Now, his own instincts are shouting it, and it does not sound hokey at all.


AWAKEN HELL!

“If I cannot sway Heaven, I will awaken Hell!”

- Juno

 

Each day is a little life: every waking and rising a little birth, every fresh morning a little youth, every going to rest and sleep a little death …

to prepare us for the big one, the last one, the final death.

The door behind us opened and two voices overlapped: Amos’ and Theo’s.

וואס איז דאס?”

“What the?”


Theo rasped, “Amos? Did I see wings that just disappeared?”

“Yes. We both did.”

Helen twirled around gracefully as if preparing for a Pirouette, going from angelic armor to Spartan fatigues in an eyeblink.

Amos croaked, “Wer bist du?”

“Who am I?” Helen laughed airily.

“I am certainly not German, Amos … nor any earthly nationality for that matter. I am of another species entirely.”

Theo,  no-nonsense as always, said, “You are Rick’s Helen Mayfair.”

It seemed to amuse Helen to no end. 

“No, loyal and true sergeant. I am my own personage. But Richard does hold my heart within his.”

She flicked definitely unamused eyes to Sister Ameal. 

“An allowance on my part considered most unwise in certain circles.”

“Not unwise,” grumped the not-nun, “fatal.”

Helen shrugged. 

“All sentient beings make moves considered fatal that matter not at all to those who make them.”

Amos, ever the peacemaker, walked cautiously to the unhappy nun. 

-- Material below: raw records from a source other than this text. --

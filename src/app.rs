use std::net::SocketAddr;

use axum::{
    http::{header, HeaderValue},
    Router,
};
use tower_http::{
    catch_panic::CatchPanicLayer, set_header::SetResponseHeaderLayer, trace::TraceLayer,
};

use crate::state::AppState;
use crate::{auth, error, pages, roles};

const NO_CACHE: &str = "public, max-age=0, must-revalidate, no-cache";

pub fn build_app(state: AppState) -> Router {
    with_layers(
        Router::new()
            .merge(pages::router())
            .merge(auth::router())
            .merge(roles::router())
            .fallback(error::not_found)
            .with_state(state),
    )
}

/// Panic recovery, cache headers and request tracing shared by every route.
fn with_layers(router: Router) -> Router {
    router
        .layer(CatchPanicLayer::custom(error::panic_response))
        .layer(SetResponseHeaderLayer::overriding(
            header::CACHE_CONTROL,
            HeaderValue::from_static(NO_CACHE),
        ))
        .layer(
            TraceLayer::new_for_http()
                .make_span_with(|req: &axum::http::Request<_>| {
                    let method = req.method().clone();
                    let uri = req.uri().clone();
                    tracing::info_span!("http_request", %method, uri = %uri, status = tracing::field::Empty)
                })
                .on_response(
                    |res: &axum::http::Response<_>,
                     latency: std::time::Duration,
                     span: &tracing::Span| {
                        let status = res.status();
                        span.record("status", tracing::field::display(status));
                        if status.is_server_error() {
                            tracing::error!(%status, ?latency, "response");
                        } else {
                            tracing::info!(%status, ?latency, "response");
                        }
                    },
                ),
        )
}

pub async fn serve(app: Router) -> anyhow::Result<()> {
    let addr: SocketAddr = format!(
        "{}:{}",
        std::env::var("APP_HOST").unwrap_or_else(|_| "0.0.0.0".into()),
        std::env::var("APP_PORT").unwrap_or_else(|_| "8080".into())
    )
    .parse()?;

    tracing::info!("listening on {}", addr);
    let listener = tokio::net::TcpListener::bind(addr).await?;
    axum::serve(listener, app).await?;
    Ok(())
}

#[cfg(test)]
mod tests {
    use super::*;
    use axum::{
        body::Body,
        http::{Request, StatusCode},
        response::Response,
    };
    use tower::ServiceExt;

    use crate::users::ADMIN_ROLE;

    struct Reply {
        status: StatusCode,
        location: Option<String>,
        cookie: Option<String>,
        body: String,
    }

    fn read_reply_parts(res: &Response) -> (StatusCode, Option<String>, Option<String>) {
        let value_of = |name: header::HeaderName| {
            res.headers()
                .get(name)
                .and_then(|v| v.to_str().ok())
                .map(str::to_string)
        };
        // Only the `name=value` pair is sent back by a browser.
        let cookie = value_of(header::SET_COOKIE)
            .and_then(|c| c.split(';').next().map(str::to_string))
            .filter(|c| !c.ends_with('='));
        (res.status(), value_of(header::LOCATION), cookie)
    }

    async fn send(app: &Router, req: Request<Body>) -> Reply {
        let res = app.clone().oneshot(req).await.unwrap();
        let (status, location, cookie) = read_reply_parts(&res);
        let bytes = axum::body::to_bytes(res.into_body(), 1024 * 1024).await.unwrap();
        Reply {
            status,
            location,
            cookie,
            body: String::from_utf8(bytes.to_vec()).unwrap(),
        }
    }

    async fn get(app: &Router, uri: &str, cookie: Option<&str>) -> Reply {
        let mut builder = Request::builder().method("GET").uri(uri);
        if let Some(cookie) = cookie {
            builder = builder.header(header::COOKIE, cookie);
        }
        send(app, builder.body(Body::empty()).unwrap()).await
    }

    async fn post(app: &Router, uri: &str, form: &str, cookie: Option<&str>) -> Reply {
        let mut builder = Request::builder()
            .method("POST")
            .uri(uri)
            .header(header::CONTENT_TYPE, "application/x-www-form-urlencoded");
        if let Some(cookie) = cookie {
            builder = builder.header(header::COOKIE, cookie);
        }
        send(app, builder.body(Body::from(form.to_string())).unwrap()).await
    }

    async fn register(app: &Router, username: &str) -> Reply {
        let form = format!(
            "username={username}&firstname=First&lastname=Last&email={username}%40example.com\
             &password=password123&confirm=password123"
        );
        post(app, "/register", &form, None).await
    }

    /// Logs in after visiting `/login`, returning the session cookie.
    async fn login(app: &Router, username: &str, cookie: Option<&str>) -> String {
        let page = get(app, "/login", cookie).await;
        let cookie = page.cookie.expect("login page sets a session cookie");
        let res = post(
            app,
            "/login",
            &format!("username={username}&password=password123"),
            Some(&cookie),
        )
        .await;
        assert_eq!(res.status, StatusCode::SEE_OTHER, "login failed: {}", res.body);
        res.cookie.expect("login sets a session cookie")
    }

    fn app() -> Router {
        build_app(AppState::fake())
    }

    #[tokio::test]
    async fn public_pages_render_with_no_cache_headers() {
        let app = app();
        for uri in ["/", "/pagepublic"] {
            let res = app
                .clone()
                .oneshot(Request::get(uri).body(Body::empty()).unwrap())
                .await
                .unwrap();
            assert_eq!(res.status(), StatusCode::OK);
            assert_eq!(res.headers().get(header::CACHE_CONTROL).unwrap(), NO_CACHE);
        }
        let res = get(&app, "/pagepublic", None).await;
        assert!(res.body.contains("Not logged in"));
    }

    #[tokio::test]
    async fn unknown_route_is_json_error() {
        let res = get(&app(), "/missing", None).await;
        assert_eq!(res.status, StatusCode::NOT_FOUND);
        let body: serde_json::Value = serde_json::from_str(&res.body).unwrap();
        assert_eq!(body["message"], "Not Found");
    }

    #[tokio::test]
    async fn handler_panic_is_json_error() {
        async fn explode() -> &'static str {
            panic!("handler blew up")
        }
        let app = with_layers(Router::new().route("/explode", axum::routing::get(explode)));
        let res = app
            .oneshot(Request::get("/explode").body(Body::empty()).unwrap())
            .await
            .unwrap();
        assert_eq!(res.status(), StatusCode::INTERNAL_SERVER_ERROR);
        assert_eq!(res.headers().get(header::CACHE_CONTROL).unwrap(), NO_CACHE);
        let bytes = axum::body::to_bytes(res.into_body(), 64 * 1024).await.unwrap();
        let body: serde_json::Value = serde_json::from_slice(&bytes).unwrap();
        assert_eq!(body["message"], "handler blew up");
    }

    #[tokio::test]
    async fn health_is_ok() {
        let res = get(&app(), "/health", None).await;
        assert_eq!(res.status, StatusCode::OK);
        assert_eq!(res.body, "ok");
    }

    #[tokio::test]
    async fn anonymous_visit_redirects_to_login_then_back() {
        let app = app();
        assert_eq!(register(&app, "alice").await.location.as_deref(), Some("/login"));

        let res = get(&app, "/pageauthonly?tab=1", None).await;
        assert_eq!(res.status, StatusCode::SEE_OTHER);
        assert_eq!(res.location.as_deref(), Some("/login"));
        let pending = res.cookie.expect("request path stored in session");

        let page = get(&app, "/login", Some(&pending)).await;
        let cookie = page.cookie.unwrap();
        let res = post(&app, "/login", "username=alice&password=password123", Some(&cookie)).await;
        assert_eq!(res.status, StatusCode::SEE_OTHER);
        assert_eq!(res.location.as_deref(), Some("/pageauthonly"));

        let session = res.cookie.unwrap();
        let res = get(&app, "/pageauthonly", Some(&session)).await;
        assert_eq!(res.status, StatusCode::OK);
        assert!(res.body.contains("First Last"));
    }

    #[tokio::test]
    async fn login_without_prior_request_goes_home() {
        let app = app();
        register(&app, "alice").await;
        let res = post(&app, "/login", "username=alice&password=password123", None).await;
        assert_eq!(res.status, StatusCode::SEE_OTHER);
        assert_eq!(res.location.as_deref(), Some("/"));
    }

    #[tokio::test]
    async fn login_errors_are_attached_to_fields() {
        let app = app();
        register(&app, "alice").await;

        let res = post(&app, "/login", "username=bob&password=password123", None).await;
        assert_eq!(res.status, StatusCode::OK);
        assert!(res.body.contains("User not found."));

        let res = post(&app, "/login", "username=alice&password=wrong-pass", None).await;
        assert_eq!(res.status, StatusCode::OK);
        assert!(res.body.contains("Incorrect password."));
        assert!(!res.body.contains("wrong-pass"));
    }

    #[tokio::test]
    async fn duplicate_registration_is_rejected() {
        let app = app();
        register(&app, "alice").await;
        let res = register(&app, "alice").await;
        assert_eq!(res.status, StatusCode::OK);
        assert!(res.body.contains("User already exists"));
    }

    #[tokio::test]
    async fn invalid_registration_rerenders_form() {
        let res = post(
            &app(),
            "/register",
            "username=al&firstname=&lastname=L&email=bad&password=x&confirm=y",
            None,
        )
        .await;
        assert_eq!(res.status, StatusCode::OK);
        assert!(res.body.contains("Invalid email address."));
        assert!(res.body.contains("Passwords must match."));
    }

    #[tokio::test]
    async fn malformed_form_body_is_json_error() {
        let req = Request::builder()
            .method("POST")
            .uri("/login")
            .header(header::CONTENT_TYPE, "application/json")
            .body(Body::from("{}"))
            .unwrap();
        let res = send(&app(), req).await;
        assert!(res.status.is_client_error());
        let body: serde_json::Value = serde_json::from_str(&res.body).unwrap();
        assert!(body["message"].is_string());
    }

    #[tokio::test]
    async fn first_user_is_admin_and_second_is_not() {
        let app = app();
        register(&app, "alice").await;
        register(&app, "bob").await;

        let admin = login(&app, "alice", None).await;
        let res = get(&app, "/pageadminonly", Some(&admin)).await;
        assert_eq!(res.status, StatusCode::OK);

        let bob = login(&app, "bob", None).await;
        let res = get(&app, "/pageadminonly", Some(&bob)).await;
        assert_eq!(res.status, StatusCode::SEE_OTHER);
        assert_eq!(res.location.as_deref(), Some("/nopermission"));

        let denied = res.cookie.unwrap();
        let res = get(&app, "/nopermission", Some(&denied)).await;
        assert_eq!(res.status, StatusCode::OK);
        assert!(res.body.contains("https://site.test/pageadminonly"));
    }

    #[tokio::test]
    async fn anonymous_roles_request_redirects_to_login() {
        let res = get(&app(), "/roles", None).await;
        assert_eq!(res.status, StatusCode::SEE_OTHER);
        assert_eq!(res.location.as_deref(), Some("/login"));
    }

    #[tokio::test]
    async fn admin_adds_and_removes_roles() {
        let app = app();
        register(&app, "alice").await;
        register(&app, "bob").await;
        let admin = login(&app, "alice", None).await;

        let res = get(&app, "/roles", Some(&admin)).await;
        assert_eq!(res.status, StatusCode::OK);
        assert!(res.body.contains(&format!("<td>alice</td><td>{ADMIN_ROLE}</td>")));

        let res = post(&app, "/roles", "username=bob&addrole=admin", Some(&admin)).await;
        assert!(res.body.contains("Added: admin for: bob"));
        assert!(res.body.contains("<td>bob</td><td>admin</td>"));

        // Roles are read at login, so bob needs a fresh session.
        let bob = login(&app, "bob", None).await;
        assert_eq!(get(&app, "/pageadminonly", Some(&bob)).await.status, StatusCode::OK);

        let res = post(&app, "/roles", "username=bob&addrole=admin", Some(&admin)).await;
        assert!(res.body.contains("User already has this role."));
        assert!(!res.body.contains("Added: admin for: bob"));
        assert!(res.body.contains("<td>bob</td><td>admin</td>"));

        let res = post(&app, "/roles", "username=bob&remrole=admin", Some(&admin)).await;
        assert!(res.body.contains("Removed: admin for: bob"));
        assert!(res.body.contains("<td>bob</td><td></td>"));

        let res = post(&app, "/roles", "username=bob&remrole=admin", Some(&admin)).await;
        assert!(res.body.contains("Role does not exist for this user."));

        let res = post(&app, "/roles", "username=ghost&addrole=x", Some(&admin)).await;
        assert!(res.body.contains("User does not exist."));
    }

    #[tokio::test]
    async fn logout_clears_session() {
        let app = app();
        register(&app, "alice").await;
        let session = login(&app, "alice", None).await;

        let res = get(&app, "/logout", Some(&session)).await;
        assert_eq!(res.status, StatusCode::SEE_OTHER);
        assert_eq!(res.location.as_deref(), Some("/"));
        assert!(res.cookie.is_none());

        // A browser drops the expired cookie, so the next visit is anonymous.
        let res = get(&app, "/pageauthonly", None).await;
        assert_eq!(res.location.as_deref(), Some("/login"));
    }
}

“Ah, Sister Ameal. Rick has spoken so warmly of you so often.”

My “I did?” and Sister Ameal’s “He did?” mingled one with the other.

“In your infrequent comas, you talked aloud about that which most touched your heart.”

He nodded first to Helen, then to Sister Ameal. He raised a quick palm to me.

“I am a Rabbi, remember? Your secrets are safe with me.”

Sadly, since I remembered so few of them myself, they were locked as if in a vault to me as well.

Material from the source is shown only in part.